Class A common stockholders have no voting rights, unless required by Delaware law. As a result, all matters submitted to stockholders will be decided by the vote of holders of Class B common stock and Class C common stock. Mr. Spiegel and Mr. Murphy control approximately 89.0% of our voting power as of June 30, 2017, and potentially either one of them alone have the ability to control the outcome of all matters submitted to our stockholders for approval.
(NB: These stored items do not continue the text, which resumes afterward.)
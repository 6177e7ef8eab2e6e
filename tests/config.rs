// tests/config.rs

mod common;
use crate::common::builders::ConfigFileBuilder;

use std::io::Write;
use std::path::PathBuf;

use tempfile::NamedTempFile;

use procplanner::config::{load_and_validate, load_or_default, ConfigFile};
use procplanner::errors::PlannerError;
use procplanner::process::LoaderOptions;
use procplanner::scheduler::{SchedulerPolicy, REPEATED_JUMP_THRESHOLD};

fn write_config(contents: &str) -> NamedTempFile {
    let mut file = NamedTempFile::new().unwrap();
    write!(file, "{contents}").unwrap();
    file
}

#[test]
fn empty_file_uses_defaults() {
    let file = write_config("");
    let cfg = load_and_validate(file.path()).unwrap();

    assert_eq!(cfg.simulation.repeated_jump_threshold, REPEATED_JUMP_THRESHOLD);
    assert_eq!(cfg.simulation.step_limit, None);
    assert_eq!(cfg.loader.max_processes, 10);
    assert_eq!(cfg.loader.max_instructions, 20);
    assert_eq!(cfg.loader.default_quantum, 3);
    assert!(cfg.log.file.is_none());
}

#[test]
fn sections_override_defaults() {
    let file = write_config(
        r#"
[simulation]
repeated_jump_threshold = 4
step_limit = 500

[loader]
max_processes = 3
default_quantum = 5

[log]
file = "out/sim.log"
"#,
    );
    let cfg = load_and_validate(file.path()).unwrap();

    let policy = SchedulerPolicy::from(&cfg.simulation);
    assert_eq!(policy.repeated_jump_threshold, 4);
    assert_eq!(policy.step_limit, Some(500));

    let options = LoaderOptions::from(&cfg.loader);
    assert_eq!(options.max_processes, 3);
    assert_eq!(options.max_instructions, 20);
    assert_eq!(options.default_quantum, 5);

    assert_eq!(cfg.log.file, Some(PathBuf::from("out/sim.log")));
}

#[test]
fn zero_limits_are_config_errors() {
    for (contents, needle) in [
        ("[loader]\nmax_processes = 0\n", "max_processes"),
        ("[loader]\nmax_instructions = 0\n", "max_instructions"),
        ("[loader]\ndefault_quantum = 0\n", "default_quantum"),
        ("[simulation]\nstep_limit = 0\n", "step_limit"),
    ] {
        let file = write_config(contents);
        match load_and_validate(file.path()) {
            Err(PlannerError::ConfigError(msg)) => assert!(msg.contains(needle), "{msg}"),
            other => panic!("expected ConfigError for {needle}, got {other:?}"),
        }
    }
}

#[test]
fn invalid_toml_is_a_toml_error() {
    let file = write_config("[simulation\nrepeated_jump_threshold = 1");
    assert!(matches!(
        load_and_validate(file.path()),
        Err(PlannerError::TomlError(_))
    ));

    let file = write_config("[simulation]\nrepeated_jump_threshold = -1\n");
    assert!(matches!(
        load_and_validate(file.path()),
        Err(PlannerError::TomlError(_))
    ));
}

#[test]
fn explicit_missing_path_is_an_io_error() {
    let result = load_or_default(Some(PathBuf::from("/definitely/not/here.toml").as_path()));
    assert!(matches!(result, Err(PlannerError::IoError(_))));
}

#[test]
fn builder_produces_validated_config() {
    let cfg: ConfigFile = ConfigFileBuilder::new()
        .repeated_jump_threshold(1)
        .step_limit(9)
        .max_instructions(4)
        .build();

    assert_eq!(cfg.simulation.repeated_jump_threshold, 1);
    assert_eq!(cfg.simulation.step_limit, Some(9));
    assert_eq!(cfg.loader.max_instructions, 4);
}
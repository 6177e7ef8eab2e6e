// src/errors.rs

//! Crate-wide error aliases and helpers.

use thiserror::Error;

#[derive(Error, Debug)]
pub enum PlannerError {
    #[error("Configuration error: {0}")]
    ConfigError(String),

    #[error("IO error: {0}")]
    IoError(#[from] std::io::Error),

    #[error("TOML parsing error: {0}")]
    TomlError(#[from] toml::de::Error),

    #[error("Parse error on line {line}: {message}")]
    ParseError { line: usize, message: String },

    #[error("Duplicate pid {pid} on line {line}")]
    DuplicatePid { pid: u32, line: usize },

    #[error(transparent)]
    Other(#[from] anyhow::Error),
}

pub use anyhow::Error;
pub type Result<T> = std::result::Result<T, PlannerError>;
In addition, because our Class A common stock carries no voting rights (except as required by Delaware law), the issuance of the Class A common stock in future offerings, in future stock-based acquisition transactions, and to fund employee equity incentive programs, could prolong the duration of Mr. Spiegel’s and Mr. Murphy’s current relative ownership of our voting power and their ability to elect certain directors and to determine the outcome of all matters submitted to a vote of our stockholders. This concentrated control eliminates other stockholders’ ability to influence corporate matters and, as a result, we may take actions that our stockholders do not view as beneficial. As a result, the market price of our Class A common stock could be adversely affected.

We cannot predict the impact our capital structure and the concentrated control by our founders may have on our stock price or our business.

Although other U.S.-based companies have publicly traded classes of non-voting stock, to our knowledge, no other public company has listed only non-voting stock on a U.S. stock exchange. We cannot predict whether this structure, combined with the concentrated control by Mr. Spiegel and Mr. Murphy, will result in a lower trading price or greater fluctuations in the trading price of our Class A common stock, or will result in adverse publicity or other adverse consequences. In addition, some indexes are considering whether to exclude non-voting stock, like our Class A common stock, from their membership. For example, in July 2017, FTSE Russell, a provider of widely followed stock indexes, stated that it plans to require new constituents of its indexes to have at least five percent of their voting rights in the hands of public stockholders. In addition, in July 2017, S&P Dow Jones, another provider of widely followed stock indexes, stated that companies with multiple share classes will not be eligible for certain of their indexes. As a result, our Class A common stock will likely not be eligible for these stock indexes. We cannot assure you that other stock indexes will not take a similar approach to FTSE Russell or S&P Dow Jones in the future. Exclusion from indexes could make our Class A common stock less attractive to investors and, as a result, the market price of our Class A common stock could be adversely affected.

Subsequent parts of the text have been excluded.